We are about to close the year and some of the more entertaining preoccupations that people engage in is the recollection of the changes that happened during the 365 days now about to elapse. It seems that in the age of the internet a lot of notable changes have been brought to our awareness.
The Facebook phenomenon has made us closer to people around us, closer in the sense of knowing more than what we would normally have gathered before social networking took hold of our daily routine. Our knowledge trove has, also, increased exponentially, too much for appreciation and more than what we can digest in ease. Making resolutions for the coming year become more involved as there are just so much experience and information, mostly cyber derived, coming into play. Conventional mindsets are shaken and new outlooks are conveniently taken on making resolutions difficult to sort out.
Moving away from changes that are personal there are a lot of changes happening in our midst which are of bigger importance because their consequences affect the world and mankind as a whole.The disconcerting thing about these changes is the fact that they seem to be moving towards dire outcomes. Modern day Cassandras are having a field day announcing the demise of current beliefs, practices, conveniences, etc because of the invasiveness of the Internet. Some of the prognostications are the death of the mailing system as we know it, the doing away of money checks, the newspapers, the demise of the music industry, books, etc. which are now being rudely nudged out by their user friendly cyber equivalents. Most of our well loved institutions are moribund and we seem helpless to reverse the course. High in the list of the things that people rue is our seeming inability to preserve the cherished privacy which we have vigilantly guarded. The internet has the ability to impinge on our private lives as technology develops new ways of stealth to get into the most personal level of our existence.

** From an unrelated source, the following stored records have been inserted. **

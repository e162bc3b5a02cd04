//! TLS termination for the agent listener

use std::fs::File;
use std::io::BufReader;
use std::path::Path;
use std::sync::Arc;

use anyhow::{Context, anyhow};
use rustls::ServerConfig;
use rustls::pki_types::{CertificateDer, PrivateKeyDer};
use tokio_rustls::TlsAcceptor;
use tracing::debug;

fn load_certs(path: &Path) -> anyhow::Result<Vec<CertificateDer<'static>>> {
    let file = File::open(path)
        .with_context(|| format!("failed to open TLS certificate {}", path.display()))?;

    let certs = rustls_pemfile::certs(&mut BufReader::new(file))
        .collect::<Result<Vec<_>, _>>()
        .with_context(|| format!("failed to parse TLS certificate {}", path.display()))?;

    if certs.is_empty() {
        return Err(anyhow!("no certificates found in {}", path.display()));
    }

    Ok(certs)
}

fn load_key(path: &Path) -> anyhow::Result<PrivateKeyDer<'static>> {
    let file = File::open(path)
        .with_context(|| format!("failed to open TLS key {}", path.display()))?;

    rustls_pemfile::private_key(&mut BufReader::new(file))
        .with_context(|| format!("failed to parse TLS key {}", path.display()))?
        .ok_or_else(|| anyhow!("no private key found in {}", path.display()))
}

/// Build the rustls server configuration from PEM files
///
/// Every protocol version the crypto provider supports is accepted; no
/// additional version floor is applied.
pub fn load_server_config(certificate: &Path, key: &Path) -> anyhow::Result<ServerConfig> {
    let certs = load_certs(certificate)?;
    let key = load_key(key)?;

    debug!("loaded {} certificate(s) from {}", certs.len(), certificate.display());

    let provider = Arc::new(rustls::crypto::ring::default_provider());
    let mut config = ServerConfig::builder_with_provider(provider)
        .with_protocol_versions(rustls::ALL_VERSIONS)
        .context("failed to configure TLS protocol versions")?
        .with_no_client_auth()
        .with_single_cert(certs, key)
        .context("TLS certificate and key do not form a valid pair")?;

    // WebSocket upgrades need HTTP/1.1
    config.alpn_protocols = vec![b"http/1.1".to_vec()];

    Ok(config)
}

pub fn acceptor(certificate: &Path, key: &Path) -> anyhow::Result<TlsAcceptor> {
    Ok(TlsAcceptor::from(Arc::new(load_server_config(
        certificate,
        key,
    )?)))
}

Change is inevitable, at times necessary and will always be greeted with mixed reactions. A Hutu tribesman, the man in the streets of Manila, our labandera wouldn’t even be aware should these gloomsday prognostications happen. For the more sophisticated and better educated lot they would probably do a momentary double take and ponder the situations portended but quickly dismiss them with a shrug of the shoulder.

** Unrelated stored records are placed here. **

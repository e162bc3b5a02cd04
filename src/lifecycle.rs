//! Server lifecycle coordination
//!
//! ```text
//! NotStarted -> Starting -> Serving -> ShuttingDown -> Stopped
//! ```
//!
//! `Starting` bootstraps storage, loads the TLS material, builds the router
//! and installs signal handlers. `Serving` runs the TLS listener and the
//! background workers as tracked tasks and parks until a shutdown is
//! requested. A request can come from SIGTERM, SIGHUP, SIGINT or a failing
//! worker; all of them funnel into the same [`ShutdownHandle`].
//!
//! The shutdown sequence runs at most once per [`Lifecycle`], no matter how
//! many triggers fire or how many callers invoke [`Lifecycle::shutdown`]
//! concurrently.

use std::future::Future;
use std::net::SocketAddr;
use std::sync::Arc;
use std::sync::atomic::{AtomicBool, Ordering};
use std::time::Duration;

use anyhow::Context;
use axum::Router;
use axum::extract::ConnectInfo;
use hyper::Request;
use hyper::body::Incoming;
use hyper_util::rt::{TokioExecutor, TokioIo};
use hyper_util::server::conn::auto;
use tokio::net::TcpListener;
use tokio::sync::{Mutex, watch};
use tokio::task::JoinSet;
use tokio_rustls::TlsAcceptor;
use tower::ServiceExt;
use tracing::{debug, error, info, warn};

use crate::api;
use crate::config::ServerConfig;
use crate::context::ServerContext;
use crate::tls;
use crate::workers::{WorkerSchedule, alerting, cleanup, monitor};

/// Cloneable request for a graceful shutdown
///
/// Triggering is idempotent; every clone observes the same flag.
#[derive(Debug, Clone)]
pub struct ShutdownHandle {
    tx: Arc<watch::Sender<bool>>,
}

impl ShutdownHandle {
    pub fn new() -> Self {
        let (tx, _rx) = watch::channel(false);
        Self { tx: Arc::new(tx) }
    }

    pub fn trigger(&self, reason: &str) {
        if !self.tx.send_replace(true) {
            info!("shutdown requested: {reason}");
        } else {
            debug!("shutdown already requested, ignoring: {reason}");
        }
    }

    pub fn is_triggered(&self) -> bool {
        *self.tx.borrow()
    }

    /// Resolve once a shutdown has been requested
    pub async fn triggered(&self) {
        let mut rx = self.tx.subscribe();
        // The sender lives as long as `self`, so this cannot fail
        let _ = rx.wait_for(|triggered| *triggered).await;
    }
}

impl Default for ShutdownHandle {
    fn default() -> Self {
        Self::new()
    }
}

#[derive(Debug, Clone, Copy, PartialEq, Eq)]
pub enum LifecycleState {
    NotStarted,
    Starting,
    Serving,
    ShuttingDown,
    Stopped,
}

/// Owns the server's long-running tasks and their teardown
pub struct Lifecycle {
    context: ServerContext,
    schedule: WorkerSchedule,
    state: watch::Sender<LifecycleState>,
    shutting_down: AtomicBool,
    tasks: Mutex<JoinSet<()>>,
}

impl Lifecycle {
    pub fn new(context: ServerContext, schedule: WorkerSchedule) -> Self {
        let (state, _rx) = watch::channel(LifecycleState::NotStarted);
        Self {
            context,
            schedule,
            state,
            shutting_down: AtomicBool::new(false),
            tasks: Mutex::new(JoinSet::new()),
        }
    }

    pub fn state(&self) -> LifecycleState {
        *self.state.borrow()
    }

    /// Watch state transitions
    pub fn subscribe(&self) -> watch::Receiver<LifecycleState> {
        self.state.subscribe()
    }

    pub fn shutdown_handle(&self) -> ShutdownHandle {
        self.context.shutdown.clone()
    }

    /// Track a long-running task so shutdown can cancel it
    ///
    /// Returns `false` without spawning once shutdown has begun.
    pub async fn spawn<F>(&self, task: F) -> bool
    where
        F: Future<Output = ()> + Send + 'static,
    {
        let mut tasks = self.tasks.lock().await;
        if self.shutting_down.load(Ordering::Acquire) {
            debug!("refusing to spawn task during shutdown");
            return false;
        }
        tasks.spawn(task);
        true
    }

    /// Start the server on the configured address and run until shutdown
    pub async fn run(&self, server: &ServerConfig) -> anyhow::Result<()> {
        let (acceptor, app) = self.prepare(server).await?;

        let addr = server.bind_addr();
        let listener = match TcpListener::bind(addr).await {
            Ok(listener) => listener,
            Err(e) => {
                self.shutdown().await;
                return Err(e).with_context(|| format!("failed to listen on {addr}"));
            }
        };

        self.serve(listener, acceptor, app).await
    }

    /// Same as [`Lifecycle::run`] on an already bound listener
    pub async fn run_with_listener(
        &self,
        listener: TcpListener,
        server: &ServerConfig,
    ) -> anyhow::Result<()> {
        let (acceptor, app) = self.prepare(server).await?;
        self.serve(listener, acceptor, app).await
    }

    async fn prepare(&self, server: &ServerConfig) -> anyhow::Result<(TlsAcceptor, Router)> {
        self.state.send_replace(LifecycleState::Starting);
        info!("starting gullveig reporting server");

        let result: anyhow::Result<(TlsAcceptor, Router)> = async {
            self.context
                .backend
                .bootstrap()
                .await
                .context("failed to bootstrap storage")?;

            let app = api::router(self.context.clone());
            let acceptor = tls::acceptor(&server.ssl_certificate, &server.ssl_certificate_key)?;
            self.install_signal_handlers().await?;

            Ok((acceptor, app))
        }
        .await;

        if result.is_err() {
            self.shutdown().await;
        }
        result
    }

    async fn serve(
        &self,
        listener: TcpListener,
        acceptor: TlsAcceptor,
        app: Router,
    ) -> anyhow::Result<()> {
        let local = listener
            .local_addr()
            .context("failed to read listener address")?;

        self.spawn(serve_tls(listener, acceptor, app)).await;
        self.start_workers().await;

        self.state.send_replace(LifecycleState::Serving);
        info!("listening on wss://{local}");

        self.context.shutdown.triggered().await;
        self.shutdown().await;

        // Another caller may own the sequence; wait for it to finish
        let mut state = self.state.subscribe();
        let _ = state
            .wait_for(|state| *state == LifecycleState::Stopped)
            .await;

        info!("server stopped");
        Ok(())
    }

    async fn start_workers(&self) {
        let schedule = self.schedule;

        self.spawn(cleanup::run(
            self.context.clone(),
            schedule.cleanup_interval,
        ))
        .await;
        self.spawn(alerting::run(
            self.context.clone(),
            schedule.alert_interval,
        ))
        .await;
        self.spawn(monitor::run(
            self.context.clone(),
            schedule.monitor_grace,
            schedule.monitor_interval,
        ))
        .await;
    }

    #[cfg(unix)]
    async fn install_signal_handlers(&self) -> anyhow::Result<()> {
        use tokio::signal::unix::{SignalKind, signal};

        let signals = [
            (SignalKind::terminate(), "SIGTERM"),
            (SignalKind::hangup(), "SIGHUP"),
            (SignalKind::interrupt(), "SIGINT"),
        ];

        for (kind, name) in signals {
            let mut stream =
                signal(kind).with_context(|| format!("failed to install {name} handler"))?;
            let trigger = self.context.shutdown.clone();

            self.spawn(async move {
                if stream.recv().await.is_some() {
                    trigger.trigger(&format!("received {name}"));
                }
            })
            .await;
        }

        Ok(())
    }

    #[cfg(not(unix))]
    async fn install_signal_handlers(&self) -> anyhow::Result<()> {
        let trigger = self.context.shutdown.clone();
        self.spawn(async move {
            if tokio::signal::ctrl_c().await.is_ok() {
                trigger.trigger("received Ctrl-C");
            }
        })
        .await;
        Ok(())
    }

    /// Run the shutdown sequence
    ///
    /// Closes storage (failures are logged), then cancels and awaits every
    /// tracked task. Returns `false` if the sequence had already started.
    pub async fn shutdown(&self) -> bool {
        if self.shutting_down.swap(true, Ordering::AcqRel) {
            return false;
        }

        self.state.send_replace(LifecycleState::ShuttingDown);
        self.context.shutdown.trigger("shutting down");

        if let Err(e) = self.context.backend.shutdown().await {
            error!("failed to close storage: {e}");
        }

        let mut tasks = std::mem::take(&mut *self.tasks.lock().await);
        debug!("cancelling {} tasks", tasks.len());
        tasks.abort_all();

        while let Some(result) = tasks.join_next().await {
            if let Err(e) = result {
                if e.is_panic() {
                    error!("task panicked: {e}");
                }
            }
        }

        self.state.send_replace(LifecycleState::Stopped);
        true
    }
}

/// Accept TLS connections and serve the router on each of them
///
/// Connection tasks live in a local set, so cancelling this future closes
/// every open agent connection as well.
async fn serve_tls(listener: TcpListener, acceptor: TlsAcceptor, app: Router) {
    let mut connections = JoinSet::new();

    loop {
        let (stream, remote) = match listener.accept().await {
            Ok(conn) => conn,
            Err(e) => {
                warn!("failed to accept connection: {e}");
                tokio::time::sleep(Duration::from_millis(100)).await;
                continue;
            }
        };

        while connections.try_join_next().is_some() {}

        let acceptor = acceptor.clone();
        let app = app.clone();

        connections.spawn(async move {
            let stream = match acceptor.accept(stream).await {
                Ok(stream) => stream,
                Err(e) => {
                    debug!(%remote, "TLS handshake failed: {e}");
                    return;
                }
            };

            serve_connection(TokioIo::new(stream), remote, app).await;
        });
    }
}

async fn serve_connection<I>(io: TokioIo<I>, remote: SocketAddr, app: Router)
where
    I: tokio::io::AsyncRead + tokio::io::AsyncWrite + Unpin + Send + 'static,
{
    let service = hyper::service::service_fn(move |mut request: Request<Incoming>| {
        request.extensions_mut().insert(ConnectInfo(remote));
        app.clone().oneshot(request)
    });

    if let Err(e) = auto::Builder::new(TokioExecutor::new())
        .serve_connection_with_upgrades(io, service)
        .await
    {
        debug!(%remote, "connection closed with error: {e}");
    }
}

Science and progress as villains have often been the subject of novels and essays. The scenarios depicted have always been at the extreme. Machines taking over mankind, Big Brother’s omniscience, Soylent Green, Mad Max are just some examples of creative but excessive portents that are created in a writer’s mind. These come from early development of notions that transform into wild imaginings. They make for good fiction and titillating essays but have zero probability of ever happening.
Man has proven his resiliency through history and would make the necessary counter measures to prevent things and events from evolving into sordidness. We are quick to react to things that threaten us. We come up with technological solutions, alter lifestyles, enact laws, organize protest groups, etc all of which have proven effective in halting the march towards doomsday.
Man copes and prevails with any adversity it is faced with. After 2010 we will continue to enjoy another millennium all the while lovingly nurturing a fear that we will be annihilated by the technology that we ourselves have created. This paranoid streak in us made the Millennium Bug the biggest and most expensive hoax ever to be inflicted by man on himself.
What’s in store for the coming year? With or without the help of Wikileaks and other sources of direful prognostications that we access from the internet we will continue to concoct in our minds; grand conspiracy schemes, the planet’s inundation, the bombardment of harmful rays penetrating the earth’s protective mantle, the demise of all life in the Amazon, China at war with the USA, an errant and gigantic meteor earthbound and other events of cinematic and apocalyptic proportions.
And so it goes...
Happy New Year...I think.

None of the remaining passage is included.